While both laws make exceptions for "serious health risk to the unborn child's mother," neither law allows for the D & E on the basis of a woman's psychological health or emotional condition. The Kansas law specifically states exception cannot be "determined to exist if it is based on a claim or diagnosis that the woman will engage in conduct which she intends to result in her death or in substantial and irreversible physical impairment of a major bodily function."
The bill's authors Rep. Physicalam Peterson, R-Tulsa, and Sen.
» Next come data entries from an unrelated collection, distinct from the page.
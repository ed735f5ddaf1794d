//! Relationship accessor resolution
//!
//! | cardinality  | owning side (entity_a)      | referenced side (entity_b)  |
//! |--------------|-----------------------------|-----------------------------|
//! | one-to-one   | hasOne, singular name       | belongsTo, singular name    |
//! | one-to-many  | hasMany, plural name        | belongsTo, singular name    |
//! | many-to-many | belongsToMany, plural name  | belongsToMany, plural name  |

use blueprint_core::naming;
use blueprint_core::{Cardinality, EngineError, EngineResult, ReferentialAction, RelationKind};
use blueprint_ir::{Blueprint, Relationship};
use serde::Serialize;
use std::collections::HashMap;

/// One accessor method on a model
#[derive(Debug, Clone, PartialEq, Eq, Serialize)]
pub struct RelationMethod {
    /// camelCase method name (e.g. "locations")
    pub name: String,

    /// Eloquent relation kind
    pub kind: RelationKind,

    /// Related entity name
    pub related: String,

    /// Foreign key column (one-to-one / one-to-many)
    pub foreign_key: Option<String>,

    /// Pivot table (many-to-many)
    pub pivot_table: Option<String>,

    /// Pivot column pointing at this side (many-to-many)
    pub foreign_pivot_key: Option<String>,

    /// Pivot column pointing at the related side (many-to-many)
    pub related_pivot_key: Option<String>,

    /// On-delete action of the underlying relationship
    pub on_delete: ReferentialAction,
}

impl RelationMethod {
    /// Relation class name (e.g. `HasMany`)
    pub fn class_name(&self) -> &'static str {
        self.kind.class_name()
    }

    /// Whether the accessor returns a collection
    pub fn is_to_many(&self) -> bool {
        self.kind.is_to_many()
    }
}

#[derive(Debug, Clone, Copy, PartialEq, Eq)]
enum Side {
    Owning,
    Referenced,
}

fn singular_name(entity: &str) -> String {
    naming::camel(entity)
}

fn plural_name(entity: &str) -> String {
    naming::camel(&naming::pluralize(&naming::snake(entity)))
}

fn method_for(rel: &Relationship, side: Side) -> RelationMethod {
    let (this, other) = match side {
        Side::Owning => (&rel.entity_a, &rel.entity_b),
        Side::Referenced => (&rel.entity_b, &rel.entity_a),
    };

    let (kind, name) = match (rel.cardinality, side) {
        (Cardinality::OneToOne, Side::Owning) => (RelationKind::HasOne, singular_name(other)),
        (Cardinality::OneToMany, Side::Owning) => (RelationKind::HasMany, plural_name(other)),
        (Cardinality::OneToOne | Cardinality::OneToMany, Side::Referenced) => {
            (RelationKind::BelongsTo, singular_name(other))
        }
        (Cardinality::ManyToMany, _) => (RelationKind::BelongsToMany, plural_name(other)),
    };

    let pivot = rel.is_many_to_many();
    RelationMethod {
        name,
        kind,
        related: other.clone(),
        foreign_key: rel.foreign_key(),
        pivot_table: rel.pivot_table(),
        foreign_pivot_key: pivot.then(|| naming::foreign_key_for(this)),
        related_pivot_key: pivot.then(|| naming::foreign_key_for(other)),
        on_delete: rel.on_delete,
    }
}

/// Accessors `entity` gets from one relationship
///
/// A self-referencing relationship yields both sides.
pub fn resolve(rel: &Relationship, entity: &str) -> EngineResult<Vec<RelationMethod>> {
    let mut methods = Vec::new();
    if rel.entity_a == entity {
        methods.push(method_for(rel, Side::Owning));
    }
    if rel.entity_b == entity {
        methods.push(method_for(rel, Side::Referenced));
    }
    if methods.is_empty() {
        return Err(EngineError::EntityNotFound(format!(
            "{} (not part of relationship {})",
            entity,
            rel.display_label()
        )));
    }
    Ok(methods)
}

/// Every accessor of an entity, in relationship declaration order
pub fn methods_for(blueprint: &Blueprint, entity: &str) -> EngineResult<Vec<RelationMethod>> {
    blueprint.require_entity(entity)?;
    let mut methods: Vec<RelationMethod> = Vec::new();
    for rel in blueprint.relationships_for(entity) {
        blueprint.require_entity(&rel.entity_a)?;
        blueprint.require_entity(&rel.entity_b)?;
        for method in resolve(rel, entity)? {
            if methods.iter().any(|m| m.name == method.name) {
                return Err(EngineError::DuplicateRelationship {
                    from: entity.to_string(),
                    to: format!("{} (method '{}')", method.related, method.name),
                });
            }
            methods.push(method);
        }
    }
    Ok(methods)
}

/// Accessors of every entity, keyed by entity name
pub fn resolve_all(blueprint: &Blueprint) -> EngineResult<HashMap<String, Vec<RelationMethod>>> {
    blueprint
        .entities
        .iter()
        .map(|e| Ok((e.name.clone(), methods_for(blueprint, &e.name)?)))
        .collect()
}
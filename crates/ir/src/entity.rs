//! Entity definitions for data models
//!
//! This module contains the `Entity` struct: one model of a generated
//! module, mapped to one database table.

use crate::computed::ComputedField;
use crate::field::Field;
use blueprint_core::naming;
use blueprint_core::{EngineError, EngineResult, Validatable};
use serde::{Deserialize, Serialize};
use std::collections::HashSet;

// ============================================================================
// Entity
// ============================================================================

/// Represents a data entity (maps to a database table)
#[derive(Debug, Clone, PartialEq, Eq, Serialize, Deserialize)]
pub struct Entity {
    /// Entity name (PascalCase, e.g. "Warehouse", "ProductBatch")
    #[serde(default)]
    pub name: String,

    /// Database table name (snake_case plural, e.g. "product_batches")
    #[serde(
        rename = "tableName",
        alias = "table_name",
        alias = "table",
        default
    )]
    pub table_name: String,

    /// Fields (columns) in declaration order
    #[serde(default)]
    pub fields: Vec<Field>,

    /// Mass-assignable attributes; all fields when absent
    #[serde(default, skip_serializing_if = "Option::is_none")]
    pub fillable: Option<Vec<String>>,

    /// Read-only attributes derived from the columns
    #[serde(default, skip_serializing_if = "Vec::is_empty")]
    pub computed: Vec<ComputedField>,
}

impl Entity {
    /// Create a new entity with the given name and its default table name
    pub fn new(name: impl Into<String>) -> Self {
        let name = name.into();
        let table_name = naming::table_name(&name);
        Self {
            name,
            table_name,
            fields: Vec::new(),
            fillable: None,
            computed: Vec::new(),
        }
    }

    // ========================================================================
    // Builder methods
    // ========================================================================

    /// Set a custom table name
    pub fn with_table_name(mut self, table_name: impl Into<String>) -> Self {
        self.table_name = table_name.into();
        self
    }

    /// Add a field (builder)
    pub fn with_field(mut self, field: Field) -> Self {
        self.add_field(field);
        self
    }

    /// Add a computed attribute (builder)
    pub fn with_computed(mut self, name: impl Into<String>, expression: impl Into<String>) -> Self {
        self.computed.push(ComputedField::new(name, expression));
        self
    }

    /// Restrict the fillable list
    pub fn with_fillable<I, S>(mut self, fillable: I) -> Self
    where
        I: IntoIterator<Item = S>,
        S: Into<String>,
    {
        self.fillable = Some(fillable.into_iter().map(Into::into).collect());
        self
    }

    /// Fill in the name and table name when they were left out of a config
    pub fn normalize(&mut self, key: &str) {
        if self.name.trim().is_empty() {
            self.name = key.to_string();
        }
        if self.table_name.trim().is_empty() {
            self.table_name = naming::table_name(&self.name);
        }
    }

    // ========================================================================
    // Field management
    // ========================================================================

    /// Add a field to the end of the field list
    pub fn add_field(&mut self, field: Field) {
        self.fields.push(field);
    }

    /// Get a field by name
    pub fn get_field(&self, name: &str) -> Option<&Field> {
        self.fields.iter().find(|f| f.name == name)
    }

    /// Check whether a field with this name exists
    pub fn has_field(&self, name: &str) -> bool {
        self.get_field(name).is_some()
    }

    /// Fields whose name ends in `_id`
    pub fn foreign_keys(&self) -> Vec<&Field> {
        self.fields.iter().filter(|f| f.is_foreign_key()).collect()
    }

    /// Effective fillable list
    pub fn fillable(&self) -> Vec<&str> {
        match &self.fillable {
            Some(list) => list.iter().map(String::as_str).collect(),
            None => self.fields.iter().map(|f| f.name.as_str()).collect(),
        }
    }

    /// `(field, cast)` pairs for fields that need an attribute cast
    pub fn casts(&self) -> Vec<(&str, &'static str)> {
        self.fields
            .iter()
            .filter_map(|f| f.field_type.model_cast().map(|c| (f.name.as_str(), c)))
            .collect()
    }

    // ========================================================================
    // Naming
    // ========================================================================

    /// snake_case name (e.g. "sales_order")
    pub fn snake_name(&self) -> String {
        naming::snake(&self.name)
    }

    /// camelCase name (e.g. "salesOrder")
    pub fn camel_name(&self) -> String {
        naming::camel(&self.name)
    }

    /// Plural StudlyCase name used for JSON:API directories (e.g. "SalesOrders")
    pub fn plural_studly(&self) -> String {
        naming::plural_studly(&self.name)
    }

    /// JSON:API resource type (e.g. "sales-orders")
    pub fn resource_type(&self) -> String {
        naming::resource_type(&self.name)
    }

    /// Foreign key column other tables use to reference this entity
    pub fn foreign_key(&self) -> String {
        naming::foreign_key_for(&self.name)
    }
}

impl Validatable for Entity {
    fn validate(&self) -> EngineResult<()> {
        // Entity name must not be empty
        if self.name.is_empty() {
            return Err(EngineError::entity_validation(
                &self.name,
                "Entity name cannot be empty",
            ));
        }

        // Entity name must be valid identifier
        if !naming::is_identifier(&self.name) {
            return Err(EngineError::entity_validation(
                &self.name,
                format!("Entity name '{}' is not a valid identifier", self.name),
            ));
        }

        // Entity name should be PascalCase
        if !self
            .name
            .chars()
            .next()
            .map(|c| c.is_ascii_uppercase())
            .unwrap_or(false)
        {
            return Err(EngineError::entity_validation(
                &self.name,
                "Entity name should start with an uppercase letter",
            ));
        }

        if !naming::is_identifier(&self.table_name) {
            return Err(EngineError::entity_validation(
                &self.name,
                format!("Table name '{}' is not a valid identifier", self.table_name),
            ));
        }

        let mut seen = HashSet::new();
        for field in &self.fields {
            field.validate().map_err(|e| {
                EngineError::field_validation(&self.name, &field.name, e.to_string())
            })?;
            if !seen.insert(field.name.as_str()) {
                return Err(EngineError::DuplicateField {
                    entity: self.name.clone(),
                    field: field.name.clone(),
                });
            }
        }

        if let Some(fillable) = &self.fillable {
            for name in fillable {
                if !self.has_field(name) {
                    return Err(EngineError::FieldNotFound {
                        entity: self.name.clone(),
                        field: name.clone(),
                    });
                }
            }
        }

        Ok(())
    }
}

// ============================================================================
// Tests
// ============================================================================
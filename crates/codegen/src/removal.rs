//! # Module Removal
//!
//! Deletes a module directory and takes the module back out of the host
//! application (composer mappings, route require, seeder call). Both happen
//! in one transaction: if a host file cannot be rewritten the module
//! directory is restored.

use crate::integration::{self, IntegrationTarget};
use crate::{CommitReport, GeneratorConfig, Transaction};
use blueprint_core::{EngineError, EngineResult};
use tracing::info;

/// Remove `module` and unregister it from the host application
pub fn remove_module(config: &GeneratorConfig, module: &str) -> EngineResult<CommitReport> {
    let module_dir = config.module_dir(module);
    if !module_dir.is_dir() {
        return Err(EngineError::ModuleNotFound(module.to_string()));
    }

    let target = IntegrationTarget::new(config, module);
    let host_edits = integration::plan_unregister(&config.app_root, &target)?;

    let mut tx = Transaction::begin(&config.app_root)?;
    tx.remove(config.module_rel_dir(module))?;
    for file in &host_edits {
        tx.stage(&file.path, &file.content, true)?;
    }
    let report = tx.commit()?;

    info!(
        module = %module,
        host_files = host_edits.len(),
        "Module removed"
    );
    Ok(report)
}

#[cfg(test)]
mod tests {
    use super::*;
    use crate::Generator;
    use crate::integration::{COMPOSER_FILE, HOST_ROUTES_FILE, HOST_SEEDER_FILE};
    use crate::test_support::{fixed_timestamp, inventory};
    use pretty_assertions::assert_eq;
    use std::fs;
    use std::path::Path;
    use tempfile::tempdir;

    fn config(root: &Path) -> GeneratorConfig {
        GeneratorConfig::new()
            .with_app_root(root)
            .with_timestamp(fixed_timestamp())
    }

    #[test]
    fn test_missing_module() {
        let dir = tempdir().unwrap();
        let err = remove_module(&config(dir.path()), "Inventory").unwrap_err();
        assert!(matches!(err, EngineError::ModuleNotFound(ref m) if m == "Inventory"));
    }

    #[test]
    fn test_remove_generated_module() {
        let dir = tempdir().unwrap();
        let config = config(dir.path());
        Generator::new(config.clone())
            .generate_and_write(&inventory())
            .unwrap();

        let report = remove_module(&config, "Inventory").unwrap();
        assert_eq!(report.removed, vec![Path::new("Modules/Inventory").to_path_buf()]);
        assert_eq!(report.replaced.len(), 3);
        assert!(!dir.path().join("Modules/Inventory").exists());

        let target = IntegrationTarget::new(&config, "Inventory");
        let status = integration::status(dir.path(), &target).unwrap();
        assert!(status.is_absent());

        let routes = fs::read_to_string(dir.path().join(HOST_ROUTES_FILE)).unwrap();
        assert!(!routes.contains("Modules/Inventory"));
        let seeder = fs::read_to_string(dir.path().join(HOST_SEEDER_FILE)).unwrap();
        assert!(seeder.contains("public function run(): void"));
        assert!(fs::read_to_string(dir.path().join(COMPOSER_FILE)).is_ok());
    }

    #[test]
    fn test_remove_unregistered_module_directory() {
        let dir = tempdir().unwrap();
        let config = config(dir.path());
        fs::create_dir_all(dir.path().join("Modules/Draft/app")).unwrap();

        let report = remove_module(&config, "Draft").unwrap();
        assert_eq!(report.total(), 1);
        assert!(!dir.path().join("Modules/Draft").exists());
    }
}
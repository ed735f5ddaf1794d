//! # Generation Context
//!
//! The `GenerationContext` holds everything the emitters need to produce a
//! module. It is built once per run from a `Blueprint` and passed by
//! reference to every emitter:
//!
//! - Module metadata (name, namespace, directory)
//! - Entities in dependency order, plus the entities force-placed on a cycle
//! - Resolved relationship accessors per entity
//! - Computed attributes compiled to PHP
//! - The migration timestamp
//!
//! `EntityInfo` wraps one entity with the context and answers the naming
//! and path questions the emitters ask about it.

use crate::GeneratorConfig;
use crate::foreign_keys;
use crate::resolver::{self, RelationMethod};
use crate::sorter;
use blueprint_core::{Cardinality, EngineResult, FieldType};
use blueprint_core::naming;
use blueprint_ir::{Blueprint, Entity, Field, PermissionConfig};
use chrono::NaiveDateTime;
use std::collections::HashMap;
use std::path::PathBuf;

// ============================================================================
// GenerationContext
// ============================================================================

/// Context carrying all information needed for code generation
#[derive(Debug, Clone)]
pub struct GenerationContext {
    /// Normalized blueprint
    pub blueprint: Blueprint,

    /// Generator configuration
    pub config: GeneratorConfig,

    /// Entity names in dependency order
    order: Vec<String>,

    /// Entities placed despite unmet dependencies
    pub forced: Vec<String>,

    /// Entity name → relationship accessors
    relations: HashMap<String, Vec<RelationMethod>>,

    /// Entity name → computed attributes
    computed: HashMap<String, Vec<ComputedAttribute>>,

    /// Timestamp used for migration file names
    pub timestamp: NaiveDateTime,
}

impl GenerationContext {
    // ====================================================================
    // Construction
    // ====================================================================

    /// Sort entities, resolve relationship accessors and fix the timestamp
    pub fn new(blueprint: &Blueprint, config: &GeneratorConfig) -> EngineResult<Self> {
        let mut blueprint = blueprint.clone();
        blueprint.normalize();

        let outcome = sorter::dependency_order(&blueprint, config.cycle_policy)?;
        let relations = resolver::resolve_all(&blueprint)?;
        let computed = compile_computed(&blueprint)?;
        let timestamp = config
            .timestamp
            .unwrap_or_else(|| chrono::Local::now().naive_local());

        Ok(Self {
            blueprint,
            config: config.clone(),
            order: outcome.order,
            forced: outcome.forced,
            relations,
            computed,
            timestamp,
        })
    }

    // ====================================================================
    // Module
    // ====================================================================

    /// Module name (e.g. "Inventory")
    pub fn module(&self) -> &str {
        &self.blueprint.module
    }

    /// snake_case module name
    pub fn module_snake(&self) -> String {
        self.blueprint.module_snake()
    }

    /// PHP namespace of the module (e.g. `Modules\Inventory`)
    pub fn namespace(&self) -> String {
        format!("{}\\{}", self.config.namespace_root(), self.module())
    }

    /// Module directory relative to the app root
    pub fn module_dir(&self) -> PathBuf {
        self.config.module_rel_dir(self.module())
    }

    /// Path of a file inside the module directory
    pub fn module_path(&self, rel: &str) -> PathBuf {
        self.module_dir().join(rel)
    }

    /// Module-level seeder class (e.g. "InventoryDatabaseSeeder")
    pub fn module_seeder_class(&self) -> String {
        format!("{}DatabaseSeeder", self.module())
    }

    /// Permission seeder class (e.g. "InventoryPermissionSeeder")
    pub fn permission_seeder_class(&self) -> String {
        format!("{}PermissionSeeder", self.module())
    }

    /// Permission block, if the blueprint has one
    pub fn permissions(&self) -> Option<&PermissionConfig> {
        self.blueprint.permissions.as_ref()
    }

    // ====================================================================
    // Entities
    // ====================================================================

    /// Entities in dependency order (referenced first)
    pub fn entities(&self) -> Vec<EntityInfo<'_>> {
        self.order
            .iter()
            .enumerate()
            .filter_map(|(i, name)| {
                self.blueprint
                    .entity(name)
                    .map(|entity| EntityInfo::new(self, entity, i))
            })
            .collect()
    }

    /// Entity names in dependency order
    pub fn order(&self) -> &[String] {
        &self.order
    }

    /// Get an entity by name
    pub fn entity(&self, name: &str) -> Option<EntityInfo<'_>> {
        let position = self.order.iter().position(|n| n == name)?;
        let entity = self.blueprint.entity(name)?;
        Some(EntityInfo::new(self, entity, position))
    }

    /// Relationship accessors of an entity
    pub fn relations(&self, entity: &str) -> &[RelationMethod] {
        self.relations
            .get(entity)
            .map(Vec::as_slice)
            .unwrap_or_default()
    }

    /// Computed attributes of an entity
    pub fn computed(&self, entity: &str) -> &[ComputedAttribute] {
        self.computed
            .get(entity)
            .map(Vec::as_slice)
            .unwrap_or_default()
    }

    // ====================================================================
    // Migrations
    // ====================================================================

    /// Date part of migration names (`YYYY_MM_DD`)
    pub fn migration_date(&self) -> String {
        self.timestamp.format("%Y_%m_%d").to_string()
    }

    /// Migration file name for the n-th migration (1-based) of the module
    pub fn migration_file_name(&self, sequence: usize, table: &str) -> String {
        format!(
            "{}_{:06}_create_{}_table.php",
            self.migration_date(),
            sequence,
            table
        )
    }
}

// ============================================================================
// Computed attributes
// ============================================================================

/// A computed attribute with its expression rendered for the model accessor
/// and for generated tests
#[derive(Debug, Clone, PartialEq)]
pub struct ComputedAttribute {
    /// snake_case name, also the appended model attribute
    pub name: String,
    /// camelCase JSON:API attribute and accessor method name
    pub attribute: String,
    /// Expression as declared
    pub expression: String,
    /// Expression over `$this` (e.g. `$this->quantity - $this->reserved_quantity`)
    pub accessor_php: String,
    /// Same expression over a `$model` variable
    pub model_php: String,
    pub field_type: FieldType,
}

fn compile_computed(blueprint: &Blueprint) -> EngineResult<HashMap<String, Vec<ComputedAttribute>>> {
    let mut compiled = HashMap::new();
    for entity in &blueprint.entities {
        let attributes = entity
            .computed
            .iter()
            .map(|c| {
                Ok(ComputedAttribute {
                    name: c.name.clone(),
                    attribute: c.attribute(),
                    expression: c.expression.clone(),
                    accessor_php: c.to_php("$this")?,
                    model_php: c.to_php("$model")?,
                    field_type: c.result_type(entity)?,
                })
            })
            .collect::<EngineResult<Vec<_>>>()?;
        if !attributes.is_empty() {
            compiled.insert(entity.name.clone(), attributes);
        }
    }
    Ok(compiled)
}

// ============================================================================
// EntityInfo
// ============================================================================

/// One entity seen through the generation context
#[derive(Debug, Clone, Copy)]
pub struct EntityInfo<'a> {
    pub ctx: &'a GenerationContext,
    pub entity: &'a Entity,

    /// Position in dependency order (0-based)
    pub position: usize,
}

impl<'a> EntityInfo<'a> {
    pub fn new(ctx: &'a GenerationContext, entity: &'a Entity, position: usize) -> Self {
        Self {
            ctx,
            entity,
            position,
        }
    }

    // ── names ──────────────────────────────────────────────────────────

    pub fn name(&self) -> &'a str {
        &self.entity.name
    }

    pub fn table(&self) -> &'a str {
        &self.entity.table_name
    }

    /// JSON:API resource type (e.g. "sales-orders")
    pub fn resource_type(&self) -> String {
        self.entity.resource_type()
    }

    /// Plural StudlyCase name (e.g. "SalesOrders")
    pub fn plural_studly(&self) -> String {
        self.entity.plural_studly()
    }

    /// Fully qualified model class
    pub fn model_fqcn(&self) -> String {
        format!("{}\\Models\\{}", self.ctx.namespace(), self.name())
    }

    // ── columns ────────────────────────────────────────────────────────

    pub fn computed(&self) -> &'a [ComputedAttribute] {
        self.ctx.computed(self.name())
    }

    /// Declared fields plus relationship foreign keys not declared as fields
    pub fn columns(&self) -> Vec<Field> {
        let mut columns = self.entity.fields.clone();
        for rel in &self.ctx.blueprint.relationships {
            if rel.foreign_key_holder() != Some(self.name()) {
                continue;
            }
            if let Some(mut field) = rel.foreign_key_field() {
                if !columns.iter().any(|c| c.name == field.name) {
                    field.unique = rel.cardinality == Cardinality::OneToOne;
                    columns.push(field);
                }
            }
        }
        columns
    }

    /// Mass-assignable attributes; every column when not restricted
    pub fn fillable(&self) -> Vec<String> {
        match &self.entity.fillable {
            Some(list) => list.clone(),
            None => self.columns().into_iter().map(|c| c.name).collect(),
        }
    }

    /// Table a foreign-key column references
    pub fn referenced_table(&self, field: &Field) -> Option<String> {
        if !field.is_foreign_key() {
            return None;
        }
        foreign_keys::referenced_table(&self.ctx.blueprint, self.entity, field)
    }

    /// Entity of this module a foreign-key column references
    pub fn referenced_entity(&self, field: &Field) -> Option<&'a Entity> {
        if !field.is_foreign_key() {
            return None;
        }
        foreign_keys::referenced_entity(&self.ctx.blueprint, self.entity, field)
    }

    /// Relationship accessors of this entity
    pub fn relations(&self) -> &'a [RelationMethod] {
        self.ctx.relations(self.name())
    }

    // ── permissions ────────────────────────────────────────────────────

    /// Permission name guarding `action`, when the module has permissions
    /// covering this entity's table
    pub fn permission(&self, action: &str) -> Option<String> {
        let perms = self.ctx.permissions()?;
        if !perms.resources.iter().any(|r| r == self.table()) {
            return None;
        }
        Some(perms.permission_name(self.table(), action))
    }

    // ── paths ──────────────────────────────────────────────────────────

    pub fn model_path(&self) -> PathBuf {
        self.ctx
            .module_path(&format!("app/Models/{}.php", self.name()))
    }

    pub fn factory_path(&self) -> PathBuf {
        self.ctx
            .module_path(&format!("Database/Factories/{}Factory.php", self.name()))
    }

    pub fn seeder_path(&self) -> PathBuf {
        self.ctx
            .module_path(&format!("Database/Seeders/{}Seeder.php", self.name()))
    }

    /// JSON:API class file (`suffix` is "Schema", "Resource", "Authorizer" or "Request")
    pub fn json_api_path(&self, suffix: &str) -> PathBuf {
        self.ctx.module_path(&format!(
            "app/JsonApi/V1/{}/{}{}.php",
            self.plural_studly(),
            self.name(),
            suffix
        ))
    }

    pub fn controller_path(&self) -> PathBuf {
        self.ctx.module_path(&format!(
            "app/Http/Controllers/Api/V1/{}Controller.php",
            self.name()
        ))
    }

    /// Feature test file (`action` is "Index", "Show", "Store", "Update" or "Destroy")
    pub fn test_path(&self, action: &str) -> PathBuf {
        self.ctx
            .module_path(&format!("Tests/Feature/{}{}Test.php", self.name(), action))
    }

    /// snake_case singular (e.g. "sales_order")
    pub fn snake(&self) -> String {
        naming::snake(self.name())
    }
}

// ============================================================================
// Tests
// ============================================================================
Josh Brecheen, R-Coalgate, voiced satisfaction about the governor's finalizing action.
"I am pleased that this horrific procedure to destroy an unborn child by ripping it apart limb from limb through dismemberment is now outlawed," Peterson reportedly said.
Brecheen echoed Peterson's sense of relief, noting that during "the last 15 years, over 1,500 unborn children in Oklahoma were aborted through the dismemberment procedure."
Model legislation for the bill was provided by the National Right to Life Committee, which also has legislation under consideration in Missouri and South Carolina. Carol Tobias, the organization's president, applauded the measure and called the legislation "a transformative law that has the power to change how the public views the gruesome reality of abortion in the United States."
The law goes into effect Nov. 1, 2015, and doctors who violate the new regulation could face fines up to $10,000.